WHAT YOU ARE ASKED TO DO: Repeat each line of the listing exactly as written.

DATA RECORDS:
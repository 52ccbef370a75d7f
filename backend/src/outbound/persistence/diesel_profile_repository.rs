//! PostgreSQL-backed `ProfileRepository` implementation using Diesel ORM.
//!
//! This adapter loads user profiles and decodes the stored personality code
//! and quiz answers through validated domain constructors.

use async_trait::async_trait;
use diesel::prelude::*;
use diesel_async::RunQueryDsl;

use crate::domain::ports::{ProfileRepository, ProfileRepositoryError};
use crate::domain::{PersonalityCode, QuizResponses, UserId, UserProfile};

use super::diesel_error_mapping::{map_shared_diesel_error, map_shared_pool_error};
use super::models::UserProfileRow;
use super::pool::{DbPool, PoolError};
use super::schema::user_profiles;

/// Diesel-backed implementation of the profile repository port.
#[derive(Clone)]
pub struct DieselProfileRepository {
    pool: DbPool,
}

impl DieselProfileRepository {
    /// Create a new repository with the given connection pool.
    pub fn new(pool: DbPool) -> Self {
        Self { pool }
    }
}

/// Map pool errors to domain repository errors.
fn map_pool_error(error: PoolError) -> ProfileRepositoryError {
    map_shared_pool_error(error, ProfileRepositoryError::connection)
}

/// Map Diesel errors to domain repository errors.
fn map_diesel_error(error: diesel::result::Error) -> ProfileRepositoryError {
    map_shared_diesel_error(
        error,
        ProfileRepositoryError::query,
        ProfileRepositoryError::connection,
    )
}

fn decode_personality_code(
    code: Option<String>,
) -> Result<Option<PersonalityCode>, ProfileRepositoryError> {
    code.map(|raw| {
        raw.parse::<PersonalityCode>().map_err(|err| {
            ProfileRepositoryError::query(format!("decode personality_code: {err}"))
        })
    })
    .transpose()
}

fn decode_quiz_responses(
    responses: Option<serde_json::Value>,
) -> Result<Option<QuizResponses>, ProfileRepositoryError> {
    responses
        .map(|value| {
            serde_json::from_value(value).map_err(|err| {
                ProfileRepositoryError::query(format!("decode quiz_responses: {err}"))
            })
        })
        .transpose()
}

/// Convert a database row into a validated domain user profile.
fn row_to_user_profile(row: UserProfileRow) -> Result<UserProfile, ProfileRepositoryError> {
    let UserProfileRow {
        user_id,
        personality_code,
        quiz_responses,
    } = row;

    Ok(UserProfile {
        user_id: UserId::from_uuid(user_id),
        personality_code: decode_personality_code(personality_code)?,
        quiz_responses: decode_quiz_responses(quiz_responses)?,
    })
}

#[async_trait]
impl ProfileRepository for DieselProfileRepository {
    async fn find_by_ids(
        &self,
        ids: [UserId; 2],
    ) -> Result<Vec<UserProfile>, ProfileRepositoryError> {
        let mut conn = self.pool.get().await.map_err(map_pool_error)?;
        let uuids = ids.map(|id| *id.as_uuid());

        let rows: Vec<UserProfileRow> = user_profiles::table
            .filter(user_profiles::user_id.eq_any(uuids))
            .select(UserProfileRow::as_select())
            .load(&mut conn)
            .await
            .map_err(map_diesel_error)?;

        rows.into_iter().map(row_to_user_profile).collect()
    }
}

#[cfg(test)]
mod tests {
    //! Regression coverage for error mapping and row conversion edge cases.

    use rstest::{fixture, rstest};
    use serde_json::json;
    use uuid::Uuid;

    use super::*;

    #[fixture]
    fn valid_row() -> UserProfileRow {
        UserProfileRow {
            user_id: Uuid::new_v4(),
            personality_code: Some("LAEF".to_string()),
            quiz_responses: Some(json!({
                "favoriteArtStyle": "impressionism",
                "museumVisitFrequency": "monthly",
                "preferredColors": ["teal", "ochre"]
            })),
        }
    }

    #[rstest]
    fn pool_error_maps_to_connection_error() {
        let repo_err = map_pool_error(PoolError::checkout("connection refused"));

        assert!(matches!(repo_err, ProfileRepositoryError::Connection { .. }));
        assert!(repo_err.to_string().contains("connection refused"));
    }

    #[rstest]
    fn diesel_error_maps_to_query_error() {
        let repo_err = map_diesel_error(diesel::result::Error::NotFound);

        assert!(matches!(repo_err, ProfileRepositoryError::Query { .. }));
        assert!(repo_err.to_string().contains("record not found"));
    }

    #[rstest]
    fn row_conversion_decodes_code_and_responses(valid_row: UserProfileRow) {
        let profile = row_to_user_profile(valid_row).expect("valid row should convert");

        let code = profile.personality_code.expect("code should decode");
        assert_eq!(code.to_string(), "LAEF");
        let responses = profile.quiz_responses.expect("responses should decode");
        assert_eq!(responses.preferred_colors, vec!["teal", "ochre"]);
    }

    #[rstest]
    fn row_conversion_preserves_missing_quiz_data() {
        let row = UserProfileRow {
            user_id: Uuid::new_v4(),
            personality_code: None,
            quiz_responses: None,
        };

        let profile = row_to_user_profile(row).expect("sparse row should convert");
        assert!(profile.personality_code.is_none());
        assert!(profile.quiz_responses.is_none());
    }

    #[rstest]
    fn row_conversion_rejects_malformed_personality_code(mut valid_row: UserProfileRow) {
        valid_row.personality_code = Some("LAZY".to_string());

        let error = row_to_user_profile(valid_row).expect_err("invalid code should fail");
        assert!(matches!(error, ProfileRepositoryError::Query { .. }));
        assert!(error.to_string().contains("decode personality_code"));
    }

    #[rstest]
    fn row_conversion_rejects_malformed_quiz_responses(mut valid_row: UserProfileRow) {
        valid_row.quiz_responses = Some(json!("not-an-object"));

        let error = row_to_user_profile(valid_row).expect_err("invalid json should fail");
        assert!(matches!(error, ProfileRepositoryError::Query { .. }));
        assert!(error.to_string().contains("decode quiz_responses"));
    }
}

TASK RESULT:
repository 52ccbef370a75d7f
filename backend/src/outbound/persistence/diesel_profile_repository.rs
//! PostgreSQL-backed `ProfileRepository` implementation using Diesel ORM.
//!
//! This adapter loads user profiles and decodes the stored personality code
//! and quiz answers through validated domain constructors.

use async_trait::async_trait;
use diesel::prelude::*;
use diesel_async::RunQueryDsl;

use crate::domain::ports::{ProfileRepository, ProfileRepositoryError};
use crate::domain::{PersonalityCode, QuizResponses, UserId, UserProfile};

use super::diesel_error_mapping::{map_shared_diesel_error, map_shared_pool_error};
use super::models::UserProfileRow;
use super::pool::{DbPool, PoolError};
use super::schema::user_profiles;

/// Diesel-backed implementation of the profile repository port.
#[derive(Clone)]
pub struct DieselProfileRepository {
    pool: DbPool,
}

impl DieselProfileRepository {
    /// Create a new repository with the given connection pool.
    pub fn new(pool: DbPool) -> Self {
        Self { pool }
    }
}

/// Map pool errors to domain repository errors.
fn map_pool_error(error: PoolError) -> ProfileRepositoryError {
    map_shared_pool_error(error, ProfileRepositoryError::connection)
}

/// Map Diesel errors to domain repository errors.
fn map_diesel_error(error: diesel::result::Error) -> ProfileRepositoryError {
    map_shared_diesel_error(
        error,
        ProfileRepositoryError::query,
        ProfileRepositoryError::connection,
    )
}

fn decode_personality_code(
    code: Option<String>,
) -> Result<Option<PersonalityCode>, ProfileRepositoryError> {
    code.map(|raw| {
        raw.parse::<PersonalityCode>().map_err(|err| {
            ProfileRepositoryError::query(format!("decode personality_code: {err}"))
        })
    })
    .transpose()
}

fn decode_quiz_responses(
    responses: Option<serde_json::Value>,
) -> Result<Option<QuizResponses>, ProfileRepositoryError> {
    responses
        .map(|value| {
            serde_json::from_value(value).map_err(|err| {
                ProfileRepositoryError::query(format!("decode quiz_responses: {err}"))
            })
        })
        .transpose()
}

/// Convert a database row into a validated domain user profile.
fn row_to_user_profile(row: UserProfileRow) -> Result<UserProfile, ProfileRepositoryError> {
    let UserProfileRow {
        user_id,
        personality_code,
        quiz_responses,
    } = row;

    Ok(UserProfile {
        user_id: UserId::from_uuid(user_id),
        personality_code: decode_personality_code(personality_code)?,
        quiz_responses: decode_quiz_responses(quiz_responses)?,
    })
}

#[async_trait]
impl ProfileRepository for DieselProfileRepository {
    async fn find_by_ids(
        &self,
        ids: [UserId; 2],
    ) -> Result<Vec<UserProfile>, ProfileRepositoryError> {
        let mut conn = self.pool.get().await.map_err(map_pool_error)?;
        let uuids = ids.map(|id| *id.as_uuid());

        let rows: Vec<UserProfileRow> = user_profiles::table
            .filter(user_profiles::user_id.eq_any(uuids))
            .select(UserProfileRow::as_select())
            .load(&mut conn)
            .await
            .map_err(map_diesel_error)?;

        rows.into_iter().map(row_to_user_profile).collect()
    }
}

#[cfg(test)]
mod tests {
    //! Regression coverage for error mapping and row conversion edge cases.

    use rstest::{fixture, rstest};
    use serde_json::json;
    use uuid::Uuid;

    use super::*;

    #[fixture]
    fn valid_row() -> UserProfileRow {
        UserProfileRow {
            user_id: Uuid::new_v4(),
            personality_code: Some("LAEF".to_string()),
            quiz_responses: Some(json!({
                "favoriteArtStyle": "impressionism",
                "museumVisitFrequency": "monthly",
                "preferredColors": ["teal", "ochre"]
            })),
        }
    }

    #[rstest]
    fn pool_error_maps_to_connection_error() {
        let repo_err = map_pool_error(PoolError::checkout("connection refused"));

        assert!(matches!(repo_err, ProfileRepositoryError::Connection { .. }));
        assert!(repo_err.to_string().contains("connection refused"));
    }

    #[rstest]
    fn diesel_error_maps_to_query_error() {
        let repo_err = map_diesel_error(diesel::result::Error::NotFound);

        assert!(matches!(repo_err, ProfileRepositoryError::Query { .. }));
        assert!(repo_err.to_string().contains("record not found"));
    }

    #[rstest]
    fn row_conversion_decodes_code_and_responses(valid_row: UserProfileRow) {
        let profile = row_to_user_profile(valid_row).expect("valid row should convert");

        let code = profile.personality_code.expect("code should decode");
        assert_eq!(code.to_string(), "LAEF");
        let responses = profile.quiz_responses.expect("responses should decode");
        assert_eq!(responses.preferred_colors, vec!["teal", "ochre"]);
    }

    #[rstest]
    fn row_conversion_preserves_missing_quiz_data() {
        let row = UserProfileRow {
            user_id: Uuid::new_v4(),
            personality_code: None,
            quiz_responses: None,
        };

        let profile = row_to_user_profile(row).expect("sparse row should convert");
        assert!(profile.personality_code.is_none());
        assert!(profile.quiz_responses.is_none());
    }

    #[rstest]
    fn row_conversion_rejects_malformed_personality_code(mut valid_row: UserProfileRow) {
        valid_row.personality_code = Some("LAZY".to_string());

        let error = row_to_user_profile(valid_row).expect_err("invalid code should fail");
        assert!(matches!(error, ProfileRepositoryError::Query { .. }));
        assert!(error.to_string().contains("decode personality_code"));
    }

    #[rstest]
    fn row_conversion_rejects_malformed_quiz_responses(mut valid_row: UserProfileRow) {
        valid_row.quiz_responses = Some(json!("not-an-object"));

        let error = row_to_user_profile(valid_row).expect_err("invalid json should fail");
        assert!(matches!(error, ProfileRepositoryError::Query { .. }));
        assert!(error.to_string().contains("decode quiz_responses"));
    }
}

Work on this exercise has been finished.